Il est évident que ces listes ne
sont pas exhaustives et servent seulement à titre d’illustration.
Howard Gardner propose une théorie des intelligences multiples qui dit qu’il existe plusieurs formes distinctes d’intelligence, chacune étant indépendante mais pouvant interagir dans la pratique. Par exemple, un enseignant peut avoir besoin d'intelligence linguistique (pour communiquer clairement), interpersonnelle (pour interagir avec ses élèves), et intrapersonnelle (pour comprendre ses propres motivations) sans parler des connaissances nécessaires pour enseigner les matières.

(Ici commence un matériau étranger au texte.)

//! End to end detection on synthetic series.

mod common;

use std::collections::BTreeSet;

use ccd::{
    Ancillary, Band, ChangeModel, CurveQa, Detector, Error, InputError, Parameters, State, detect,
    preprocess,
};
use serde_json::Value;

use common::{REVISIT, days, noisy_series, seasonal_curve, series, step_series};

/// Keys of a JSON object.
fn keys(value: &Value) -> BTreeSet<String> {
    value
        .as_object()
        .expect("Expected a JSON object")
        .keys()
        .cloned()
        .collect()
}

/// Check that a trailing model carries the unconfirmed markers.
fn assert_trailing(model: &ChangeModel) {
    assert_eq!(model.change_probability, 0.0);
    assert_eq!(model.break_day, model.end_day);
    assert!(
        model.curve_qa.contains(CurveQa::UNCONFIRMED),
        "trailing model not flagged"
    );
}

/// An abrupt shift splits a constant series in two.
#[test]
fn step_function() {
    let days = days(180);
    let break_day = days[90];
    let parameters = Parameters::default();

    let result = detect(step_series(&days, break_day, 500.0), &parameters)
        .expect("Detection should succeed");

    assert_eq!(result.change_models.len(), 2);

    let first = &result.change_models[0];
    assert!(first.is_confirmed(), "break not confirmed");
    assert!(first.break_day >= break_day, "break before the shift");
    assert!(
        first.break_day - break_day
            <= REVISIT * i64::try_from(parameters.confirmation_window).expect("Small window"),
        "break {} too far from {break_day}",
        first.break_day
    );
    assert_eq!(first.change_probability, 1.0);
    assert_eq!(first.end_day, days[89]);
    assert_eq!(first.observation_count, 90);

    let second = &result.change_models[1];
    assert_eq!(second.start_day, first.break_day);
    assert_eq!(second.end_day, days[179]);
    assert_trailing(second);
}

/// Noise on top of the seasonal curve doesn't hide a large shift.
#[test]
fn noisy_step_function() {
    let days = days(180);
    let break_day = days[100];
    let observations = noisy_series(&days, 7, 10.0)
        .into_iter()
        .map(|observation| {
            if observation.day() < break_day {
                return observation;
            }

            let mut shifted = observation.clone();
            for band in Band::ALL {
                let value = observation.band(band).expect("Every band is set");
                shifted = shifted.with_band(band, value + 1000.0);
            }

            shifted
        });

    let result = detect(observations, &Parameters::default()).expect("Detection should succeed");

    assert_eq!(result.change_models.len(), 2);
    assert_eq!(result.change_models[0].break_day, break_day);
    assert_trailing(&result.change_models[1]);
}

/// A series made from a fitted curve is reproduced without error and without breaks.
#[test]
fn own_curve_roundtrip() {
    let days = days(150);
    let parameters = Parameters::default();
    let source = detect(noisy_series(&days, 11, 20.0), &parameters).expect("Detection should succeed");
    let curves = source.change_models[0].bands.clone();

    let synthetic = series(&days, |day, band| curves[&band].predict(day));
    let result = detect(synthetic, &parameters).expect("Detection should succeed");

    assert_eq!(result.change_models.len(), 1);
    let model = &result.change_models[0];
    assert_trailing(model);
    assert_eq!(model.observation_count, days.len());
    for (band, fitted) in &model.bands {
        assert!(
            fitted.rmse < parameters.minimum_rmse,
            "{band} rmse {}",
            fitted.rmse
        );
    }
}

/// A plain seasonal curve yields one exact model.
#[test]
fn zero_noise_curve() {
    let days = days(120);
    let curve = seasonal_curve(2000.0, 400.0);
    let parameters = Parameters::default().with_regularization(0.0);

    let result = detect(series(&days, |day, _band| curve.predict(day)), &parameters)
        .expect("Detection should succeed");

    assert_eq!(result.change_models.len(), 1);
    let model = &result.change_models[0];
    assert_trailing(model);
    for fitted in model.bands.values() {
        assert!(fitted.rmse < 1e-3, "rmse {}", fitted.rmse);
        assert!(
            (fitted.coefficients[1] - 400.0).abs() < 1e-3,
            "cosine {}",
            fitted.coefficients[1]
        );
    }
}

/// Short runs of outliers are dropped and the segment continues.
#[test]
fn outliers_are_noise() {
    let days = days(150);
    let spikes = [days[60], days[61]];
    let observations = series(&days, |day, _band| {
        if spikes.contains(&day) { 3000.0 } else { 800.0 }
    });

    let result = detect(observations, &Parameters::default()).expect("Detection should succeed");

    assert_eq!(result.change_models.len(), 1);
    assert_eq!(result.change_models[0].observation_count, days.len() - spikes.len());
    // Held anomalies don't change the processing mask
    assert!(result.processing_mask.iter().all(|&usable| usable), "mask changed");
}

/// Identical input gives byte-identical output.
#[test]
fn deterministic() {
    let days = days(200);
    let parameters = Parameters::default();

    let first = detect(noisy_series(&days, 3, 25.0), &parameters).expect("Detection should succeed");
    let second = detect(noisy_series(&days, 3, 25.0), &parameters).expect("Detection should succeed");

    assert_eq!(first, second);
    assert_eq!(
        serde_json::to_string(&first).expect("Serializing failed"),
        serde_json::to_string(&second).expect("Serializing failed")
    );
}

/// Independent invocations can run on separate threads.
#[test]
fn concurrent_invocations() {
    let days = days(160);
    let parameters = Parameters::default();
    let sequential = (0..4)
        .map(|seed| detect(noisy_series(&days, seed, 15.0), &parameters).expect("Detection failed"))
        .collect::<Vec<_>>();

    let concurrent = std::thread::scope(|scope| {
        let handles = (0..4)
            .map(|seed| {
                let days = &days;
                let parameters = &parameters;
                scope.spawn(move || detect(noisy_series(days, seed, 15.0), parameters))
            })
            .collect::<Vec<_>>();

        handles
            .into_iter()
            .map(|handle| {
                handle
                    .join()
                    .expect("Thread panicked")
                    .expect("Detection failed")
            })
            .collect::<Vec<_>>()
    });

    assert_eq!(sequential, concurrent);
}

/// Running out of descent iterations shows up in the curve flags.
#[test]
fn iteration_cap_flagged() {
    let days = days(120);
    let parameters = Parameters::default()
        .with_regularization(20.0)
        .with_max_iterations(1);

    let result = detect(noisy_series(&days, 5, 10.0), &parameters).expect("Detection should succeed");

    assert!(!result.change_models.is_empty(), "no models");
    for model in &result.change_models {
        assert!(
            model.curve_qa.contains(CurveQa::NOT_CONVERGED),
            "cap not flagged: {:?}",
            model.curve_qa
        );
    }
}

/// A break too close to the end leaves a short window that still becomes a trailing model.
#[test]
fn trailing_leftovers() {
    let days = days(180);
    let break_day = days[160];

    let result = detect(step_series(&days, break_day, 500.0), &Parameters::default())
        .expect("Detection should succeed");

    assert_eq!(result.change_models.len(), 2);
    let first = &result.change_models[0];
    assert!(first.is_confirmed(), "break not confirmed");
    assert_eq!(first.break_day, break_day);

    // 20 observations spanning less than a year never pass initialization
    let leftover = &result.change_models[1];
    assert_trailing(leftover);
    assert_eq!(leftover.start_day, break_day);
    assert_eq!(leftover.end_day, days[179]);
    assert_eq!(leftover.observation_count, 20);
    assert!(
        leftover.curve_qa.contains(CurveQa::REDUCED_ORDER),
        "short window fitted at full order"
    );
}

/// Malformed classifier output is rejected instead of poisoning the aggregates.
#[test]
fn invalid_ancillary() {
    let days = days(60);
    let mut observations = noisy_series(&days, 2, 10.0);
    observations[30] = observations[30].clone().with_ancillary(Ancillary {
        cloud: f64::NAN,
        snow: 0.0,
        water: 0.0,
    });

    assert!(
        matches!(
            detect(observations, &Parameters::default()),
            Err(Error::Input(InputError::InvalidProbability { day })) if day == days[30]
        ),
        "NaN probability accepted"
    );
}

/// Direct curve fits check that every day has a value.
#[test]
fn fit_band_lengths() {
    let days = days(30);
    let values = vec![700.0; days.len()];
    let parameters = Parameters::default();

    assert!(
        matches!(
            ccd::fit_band(&days, &values[1..], &parameters),
            Err(Error::Input(InputError::LengthMismatch {
                days: 30,
                values: 29
            }))
        ),
        "mismatch accepted"
    );

    let fit = ccd::fit_band(&days, &values, &parameters).expect("Fit should succeed");
    assert!((fit.model.predict(days[10]) - 700.0).abs() < 1e-6, "constant not reproduced");
}

/// Too short a series is an input error, never an empty result.
#[test]
fn too_short() {
    let days = days(8);

    assert!(
        matches!(
            detect(step_series(&days, 0, 0.0), &Parameters::default()),
            Err(Error::Input(InputError::NotEnoughObservations {
                needed: 12,
                got: 8
            }))
        ),
        "short series accepted"
    );
}

/// Parameters are rejected before the observations are looked at.
#[test]
fn config_first() {
    let parameters = Parameters::default().with_confirmation_window(0);

    assert!(
        matches!(detect(Vec::new(), &parameters), Err(Error::Config(_))),
        "invalid parameters accepted"
    );
}

/// Only the configured bands are fitted and reported.
#[test]
fn band_subset() {
    let days = days(100);
    let parameters = Parameters::default()
        .with_bands([Band::Red, Band::Nir, Band::Swir1])
        .with_detection_bands([Band::Red, Band::Nir]);

    let result = detect(step_series(&days, days[50], 400.0), &parameters)
        .expect("Detection should succeed");

    for model in &result.change_models {
        assert_eq!(
            model.bands.keys().copied().collect::<Vec<_>>(),
            vec![Band::Red, Band::Nir, Band::Swir1]
        );
        assert!(model.band(Band::Blue).is_none(), "unconfigured band reported");
    }
}

/// Stepping the detector walks through every phase on a series with a break.
#[test]
fn phases() {
    let days = days(120);
    let parameters = Parameters::default();
    let preprocessed = preprocess(step_series(&days, days[60], 500.0), &parameters)
        .expect("Input should be valid");

    let mut detector = Detector::new(&preprocessed, &parameters);
    assert_eq!(detector.state(), State::Initializing);

    let mut seen = vec![State::Initializing];
    while detector.state() != State::Done {
        let state = detector.step();
        if seen.last() != Some(&state) {
            seen.push(state);
        }
    }

    assert_eq!(
        seen,
        vec![
            State::Initializing,
            State::Stable,
            State::Testing,
            State::Closing,
            State::Initializing,
            State::Stable,
            State::Done
        ]
    );
    assert_eq!(detector.models().len(), 2);
}

/// The output has the same shape as the reference result.
#[test]
fn fixture_shape() {
    let expected = common::load_result_fixture();

    let counts = expected
        .change_models
        .iter()
        .map(|model| model.observation_count)
        .collect::<Vec<_>>();
    assert_eq!(counts, vec![65, 76, 46, 35, 23]);
    assert!((expected.cloud_prob - 0.2619).abs() < 1e-4, "cloud {}", expected.cloud_prob);
    assert!((expected.snow_prob - 0.0387).abs() < 1e-4, "snow {}", expected.snow_prob);
    assert!((expected.water_prob - 0.2315).abs() < 1e-4, "water {}", expected.water_prob);
    assert_trailing(expected.change_models.last().expect("Fixture has models"));
    for pair in expected.change_models.windows(2) {
        assert!(pair[0].end_day <= pair[1].start_day, "fixture overlaps");
    }

    let days = days(180);
    let actual = detect(step_series(&days, days[90], 500.0), &Parameters::default())
        .expect("Detection should succeed");

    let expected = serde_json::to_value(&expected).expect("Serializing failed");
    let actual = serde_json::to_value(&actual).expect("Serializing failed");
    assert_eq!(keys(&actual), keys(&expected));

    let expected_model = &expected["change_models"][0];
    let band_names = Band::ALL.map(Band::name);
    for model in actual["change_models"]
        .as_array()
        .expect("Models should be a list")
    {
        assert_eq!(keys(model), keys(expected_model));

        for name in band_names {
            assert_eq!(keys(&model[name]), keys(&expected_model[name]));
            assert_eq!(
                model[name]["coefficients"].as_array().map(Vec::len),
                Some(7)
            );
        }
    }

    // Re-reading our own output gives back the same structure
    let reread: ccd::DetectionResult =
        serde_json::from_value(actual.clone()).expect("Deserializing failed");
    assert_eq!(serde_json::to_value(&reread).expect("Serializing failed"), actual);
}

On pourrait s’imaginer que
l’art de vivre en général consiste à développer un mode d’action dans les
différents domaines de la vie pour vivre, par cette structure des activités,
une meilleure vie en général. Ceci est d’autant plus vrai si on rencontre des
adversités, obstacles, inconvénient dans la vie où il faut développer une
résilience et vivre quand même la meilleure vie possible. On se trouve en
quelques sorte dans le cadre d’un art de vivre proactif général se splittant en
différents arts de vivre « réactifs » face aux situations. On peut
même aller un peu plus loin en prétendant que l’art de vivre est une attitude
générale, positive réagissant à des triggers événementiels en appliquant des
méthodes artisanales (dans le sens primaire de techniques performantes) pour
minimiser le déplaisir. Mais c’est évidemment une pure spéculation réflexive/réactive
(Tautologie ?).
On peut se poser la question
s’il faut accompagner une bonne vie toujours d’aspects
esthétiques pour qu’elle soit bonne ? Je ne le pense pas. Bien sûr, on
peut par exemple cultiver son jardin japonais : on s’en occupe avec art
tout en créant un produit en principe esthétique.
Concernant l’aspect vie dans
la notion de l’art de vivre, les réflexions peuvent ainsi proliférer dans tous
les sens (voir autres articles du blog).